_About this task_
Scan the entries for lines with the word "default" and copy those lines.

_Provided material_
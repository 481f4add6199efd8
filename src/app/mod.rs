// mainから直接呼び出すアプリケーションの動作モード(S, V)のモジュール

mod referee;
mod verify;

pub use referee::RefereeApp;
pub use verify::VerifyApp;
#[test]
fn test_start() {
    let (engine, res) = start_engine(&RON_HANDS, "z7m9");
    let act = action_of(&res);
    assert_eq!(act.phase, AwaitingDiscard);
    assert_eq!(act.players.len(), 1);
    assert_eq!(act.players[0].id, 0);
    assert_eq!(act.players[0].can_discard, Some(vec![true; 14]));

    let rd = engine.round();
    assert_eq!(rd.wall.drawn(), DEAL_COUNT);
    assert_eq!(rd.players[0].hand.len(), 14);
    assert_eq!(rd.last_tile.map(|t| t.to_string()), Some("z7".to_string()));
    for s in 1..SEAT {
        assert_eq!(rd.players[s].hand.len(), 13);
    }

    if let Response::Action { table, .. } = &res {
        assert_eq!(table.wall_count, DEAL_COUNT);
        assert_eq!(table.fingerprint, rd.wall.fingerprint());
        assert!(table.wall.is_none());
        assert_eq!(table.players[2].riichi, -1);
    }
}

#[test]
fn test_start_validation() {
    let wall = Wall::arranged(&RON_HANDS, "", 1).unwrap();
    let req = StartRequest {
        prevailing_wind: 4,
        ..Default::default()
    };
    let res = TurnEngine::start(&req, wall.clone(), Box::new(NoTenpai), Box::new(PlaceholderScorer));
    assert!(matches!(res, Err(EngineError::Validation(_))));

    let req = StartRequest {
        prevailing_wind: 1,
        remaining_dealer: 3,
        riichi: [true, false, true, false],
    };
    let (engine, _) =
        TurnEngine::start(&req, wall, Box::new(NoTenpai), Box::new(PlaceholderScorer)).unwrap();
    assert_eq!(engine.round().prevailing_wind, 1);
    assert!(engine.round().players[2].riichi_eligible);
    assert!(!engine.round().players[3].riichi_eligible);
}

#[test]
fn test_ron() {
    let (mut engine, _) = start_engine(&RON_HANDS, "z7m9");

    let res = engine.next(Intent::Discard(13)).unwrap();
    let act = action_of(&res);
    assert_eq!(act.phase, AwaitingRonDecision);
    assert_eq!(act.players.len(), 1);
    assert_eq!(act.players[0].id, 1);
    assert_eq!(act.players[0].can_discard, None);
    assert_eq!(engine.round().win_list, vec![1]);
    assert_eq!(engine.round().players[0].discards.len(), 1);
    assert_eq!(engine.round().players[0].hand.len(), 13);

    let res = engine.next(Intent::Decide(vec![true])).unwrap();
    let end = end_of(&res);
    assert_eq!(end.reason, EndReason::Ron);
    assert_eq!(end.players[1].win, Some(WinType::Ron));
    assert_eq!(end.players[1].shape, Some(WinShape::SevenPairs));
    assert_eq!(end.players[1].yaku, vec![200]);
    assert_eq!(end.players[1].minipoints, 2);
    assert_eq!(end.players[0].win, None);
    assert_eq!(scores_of(end), [-1, 1, 0, 0]);
    if let Response::End { table, .. } = &res {
        assert_eq!(table.wall.as_ref().map(|w| w.len()), Some(TILE_COUNT));
    }

    assert!(matches!(
        engine.next(Intent::Decide(vec![true])),
        Err(EngineError::ProtocolState(_))
    ));
}

#[test]
fn test_ron_passed() {
    let (mut engine, _) = start_engine(&RON_HANDS, "z7m9");
    engine.next(Intent::Discard(13)).unwrap();

    // ロンを見送った場合は通常通り次のプレイヤーがツモ
    let res = engine.next(Intent::Decide(vec![false])).unwrap();
    let act = action_of(&res);
    assert_eq!(act.phase, AwaitingDiscard);
    assert_eq!(act.players[0].id, 1);
    assert_eq!(act.players[0].can_discard.as_ref().map(|v| v.len()), Some(14));

    let rd = engine.round();
    assert_eq!(rd.turn, 1);
    assert_eq!(rd.wall.drawn(), DEAL_COUNT + 1);
    assert_eq!(rd.last_tile.map(|t| t.to_string()), Some("m9".to_string()));
    assert!(rd.win_list.is_empty());
}

#[test]
fn test_multiple_ron_candidates() {
    let hands = [
        "m258p369s147z1236",
        "m1199p2288s33z557", // z7待ち (七対子)
        "m369p147s258z1234",
        "m123456789p11z77", // z7待ち (通常形)
    ];
    let (mut engine, _) = start_engine(&hands, "z7");
    let res = engine.next(Intent::Discard(13)).unwrap();
    let act = action_of(&res);
    assert_eq!(act.phase, AwaitingRonDecision);
    let ids: Vec<Seat> = act.players.iter().map(|p| p.id).collect();
    assert_eq!(ids, vec![1, 3]);

    // 応答数の不一致と種類違いの入力は状態を変更しない
    assert!(matches!(
        engine.next(Intent::Decide(vec![true])),
        Err(EngineError::Validation(_))
    ));
    assert!(matches!(
        engine.next(Intent::Discard(0)),
        Err(EngineError::ProtocolState(_))
    ));
    assert_eq!(engine.round().phase, AwaitingRonDecision);
    assert_eq!(engine.round().win_list, vec![1, 3]);

    let mut engine2 = TurnEngine {
        round: engine.round().clone(),
        tenpai: Box::new(NoTenpai),
        scorer: Box::new(PlaceholderScorer),
    };

    let res = engine.next(Intent::Decide(vec![false, true])).unwrap();
    let end = end_of(&res);
    assert_eq!(end.players[1].win, None);
    assert_eq!(end.players[3].win, Some(WinType::Ron));
    assert_eq!(end.players[3].shape, Some(WinShape::Standard));
    assert!(end.players[3].yaku.is_empty());
    assert_eq!(scores_of(end), [-1, 0, 0, 1]);

    // ダブロン
    let res = engine2.next(Intent::Decide(vec![true, true])).unwrap();
    assert_eq!(scores_of(end_of(&res)), [-2, 1, 0, 1]);
}

#[test]
fn test_tsumo() {
    let (mut engine, _) = start_engine(&RON_HANDS, "z4z7");
    let res = engine.next(Intent::Discard(13)).unwrap();
    let act = action_of(&res);
    assert_eq!(act.phase, AwaitingTsumoDecision);
    assert_eq!(act.players.len(), 1);
    assert_eq!(act.players[0].id, 1);
    assert_eq!(engine.round().players[1].hand.len(), 14);

    assert!(matches!(
        engine.next(Intent::Decide(vec![true, true])),
        Err(EngineError::Validation(_))
    ));

    let res = engine.next(Intent::Decide(vec![true])).unwrap();
    let end = end_of(&res);
    assert_eq!(end.reason, EndReason::Tsumo);
    assert_eq!(end.players[1].win, Some(WinType::Tsumo));
    assert_eq!(end.players[1].shape, Some(WinShape::SevenPairs));
    assert_eq!(end.players[1].minipoints, 5);
    // 子のツモ 親は倍払い
    assert_eq!(scores_of(end), [-4, 8, -2, -2]);
}

#[test]
fn test_tsumo_declined() {
    let (mut engine, _) = start_engine(&RON_HANDS, "z4z7");
    engine.next(Intent::Discard(13)).unwrap();
    let hand = engine.round().players[1].hand.clone();

    let res = engine.next(Intent::Decide(vec![false])).unwrap();
    let act = action_of(&res);
    assert_eq!(act.phase, AwaitingDiscard);
    assert_eq!(act.players[0].id, 1);
    assert_eq!(act.players[0].can_discard, Some(vec![true; 14]));
    assert_eq!(engine.round().turn, 1);
    assert_eq!(engine.round().players[1].hand, hand);

    assert!(matches!(
        engine.next(Intent::Decide(vec![true])),
        Err(EngineError::ProtocolState(_))
    ));
    assert!(matches!(
        engine.next(Intent::Discard(14)),
        Err(EngineError::Validation(_))
    ));
    assert_eq!(engine.round().players[1].hand, hand);

    engine.next(Intent::Discard(0)).unwrap();
    assert_eq!(engine.round().turn, 2);
}

#[test]
fn test_dealer_tsumo_at_start() {
    let (mut engine, res) = start_engine(&["m123456789p11z77", "", "", ""], "z7");
    let act = action_of(&res);
    assert_eq!(act.phase, AwaitingTsumoDecision);
    assert_eq!(act.players[0].id, 0);

    let res = engine.next(Intent::Decide(vec![true])).unwrap();
    assert_eq!(scores_of(end_of(&res)), [15, -5, -5, -5]);
}

#[test]
fn test_unimplemented_phase_is_fatal() {
    let (mut engine, _) = start_engine(&RON_HANDS, "z7");
    engine.round.phase = AwaitingCall;
    assert!(matches!(
        engine.next(Intent::Decide(vec![])),
        Err(EngineError::Internal(_))
    ));
    assert!(engine.round().is_over);
    assert!(matches!(
        engine.next(Intent::Discard(0)),
        Err(EngineError::ProtocolState(_))
    ));
}

#[test]
fn test_broken_hand_is_fatal() {
    let (mut engine, _) = start_engine(&RON_HANDS, "z7");
    engine.round.players[0].hand.pop();
    assert!(matches!(
        engine.next(Intent::Discard(0)),
        Err(EngineError::Internal(_))
    ));
    assert!(engine.round().is_over);
}

// 全員が和了を見送り,ツモ切りを続けた場合の局の終了
#[cfg(test)]
fn play_until_end(engine: &mut TurnEngine, mut res: Response) -> RoundEnd {
    for _ in 0..1000 {
        let intent = match &res {
            Response::End { end, .. } => return end.clone(),
            Response::Action { action, .. } => match action.phase {
                AwaitingDiscard => {
                    let turn = engine.round().turn;
                    Intent::Discard(engine.round().players[turn].hand.len() - 1)
                }
                _ => Intent::Decide(vec![false; action.players.len()]),
            },
        };
        res = engine.next(intent).unwrap();
    }
    panic!("round did not end");
}

#[test]
fn test_exhaustive_draw() {
    let mut rng: rand::rngs::StdRng = rand::SeedableRng::seed_from_u64(42);
    let wall = Wall::shuffled(&mut rng);
    let (mut engine, res) = TurnEngine::start(
        &StartRequest::default(),
        wall,
        Box::new(NoTenpai),
        Box::new(PlaceholderScorer),
    )
    .unwrap();

    let end = play_until_end(&mut engine, res);
    assert_eq!(end.reason, EndReason::ExhaustiveDraw);
    assert_eq!(scores_of(&end), [0; SEAT]);
    for p in &end.players {
        assert_eq!(p.readiness, Some(Readiness::NotReady));
        assert_eq!(p.win, None);
    }
    assert_eq!(engine.round().wall.drawn(), TILE_COUNT);
    assert!(engine.round().is_over);
}

#[test]
fn test_exhaustive_draw_with_ready_player() {
    // 全員ツモ切り seat1のみs2待ちの聴牌を維持する
    let hands = [
        "m147p147s147z1234",
        "m123456789p11s13",
        "m258p258s258z1234",
        "m369p369s369z1234",
    ];
    let wall = Wall::arranged(&hands, "", 5).unwrap();
    let (mut engine, res) = TurnEngine::start(
        &StartRequest::default(),
        wall,
        Box::new(WaitScanTenpai),
        Box::new(PlaceholderScorer),
    )
    .unwrap();

    let end = play_until_end(&mut engine, res);
    assert_eq!(end.reason, EndReason::ExhaustiveDraw);
    for s in [0, 2, 3] {
        assert_eq!(end.players[s].readiness, Some(Readiness::NotReady));
    }
    // 待ち牌をツモ切りしていれば振聴 どちらも聴牌として精算
    assert!(end.players[1].readiness.map_or(false, |r| r.is_ready()));
    assert_eq!(scores_of(&end), [-1000, 3000, -1000, -1000]);
}

#[cfg(test)]
mod proptests {
    use proptest::prelude::*;

    use super::*;

    proptest! {
        #![proptest_config(ProptestConfig::with_cases(16))]

        // 流局時の精算は聴牌者の人数によらず0になる
        #[test]
        fn exhaustive_draw_is_zero_sum(seed in any::<u64>()) {
            let mut rng: rand::rngs::StdRng = rand::SeedableRng::seed_from_u64(seed);
            let wall = Wall::shuffled(&mut rng);
            let (mut engine, res) = TurnEngine::start(
                &StartRequest::default(),
                wall,
                Box::new(WaitScanTenpai),
                Box::new(PlaceholderScorer),
            )
            .unwrap();

            let end = play_until_end(&mut engine, res);
            prop_assert_eq!(end.reason, EndReason::ExhaustiveDraw);
            let scores = scores_of(&end);
            prop_assert_eq!(scores.iter().sum::<Score>(), 0);

            let ready = end.players.clone().map(|p| p.readiness.map_or(false, |r| r.is_ready()));
            prop_assert_eq!(scores, exhaustive_draw_payments(&ready));
        }
    }

    #[test]
    fn exhaustive_draw_payments_are_zero_sum() {
        for bits in 0..16u32 {
            let ready: [bool; SEAT] = std::array::from_fn(|s| bits & (1 << s) != 0);
            let scores = exhaustive_draw_payments(&ready);
            assert_eq!(scores.iter().sum::<Score>(), 0, "{:?}", ready);
        }
    }
}
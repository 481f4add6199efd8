// 麻雀のデータモデル
mod define;
mod meld;
mod message;
mod player;
mod tile;

use std::fmt;

use serde::{Deserialize, Serialize};

pub use define::*;
pub use meld::*;
pub use message::*;
pub use player::*;
pub use tile::*;
// 牌山の管理と局の進行を行うモジュール
mod engine;
mod wall;

pub use self::{
    engine::{Round, TurnEngine},
    wall::{fingerprint_of, verify_fingerprint, Wall},
};
// 型エイリアス
pub type Seat = usize; // 座席
pub type Kind = usize; // 牌の種類 (0~33) 同種の牌は同じ値
pub type Type = usize; // 牌の種別部分 (萬子,筒子,索子,字牌)
pub type Tnum = usize; // 牌の数字部分 (1~9, 0:赤5)
pub type Index = usize; // その他Index
pub type Score = i32; // 点数の授受

// Number
pub const SEAT: usize = 4; // 座席の数
pub const TYPE: usize = 4; // 牌の種別部分の数 (萬子,筒子,索子,字牌)
pub const TILE: usize = 4; // 同種の牌の数
pub const KIND_COUNT: usize = 34; // 牌の種類の数
pub const TILE_COUNT: usize = KIND_COUNT * TILE; // 牌の総数 (=136)
pub const HAND_SIZE: usize = 13; // 配牌の枚数
pub const WIN_SIZE: usize = 14; // 和了判定時の手牌の枚数 (副露は3枚として計算)
pub const DEAL_COUNT: usize = HAND_SIZE * SEAT + 1; // 配牌で使用する牌の数 (親の14枚目を含む)

// Type Index
pub const TM: usize = 0; // Type: Manzu (萬子)
pub const TP: usize = 1; // Type: Pinzu (筒子)
pub const TS: usize = 2; // Type: Souzu (索子)
pub const TZ: usize = 3; // Type: Zihai (字牌)

// Tnum Index (字牌)
pub const WE: usize = 1; // Wind:    East  (東)
pub const WS: usize = 2; // Wind:    South (南)
pub const WW: usize = 3; // Wind:    West  (西)
pub const WN: usize = 4; // Wind:    North (北)
pub const DW: usize = 5; // Doragon: White (白)
pub const DG: usize = 6; // Doragon: Green (發)
pub const DR: usize = 7; // Doragon: Red   (中)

_Completed exercise_
        ..Default::default()
        &StartRequest::default(),
        &StartRequest::default(),
                &StartRequest::default(),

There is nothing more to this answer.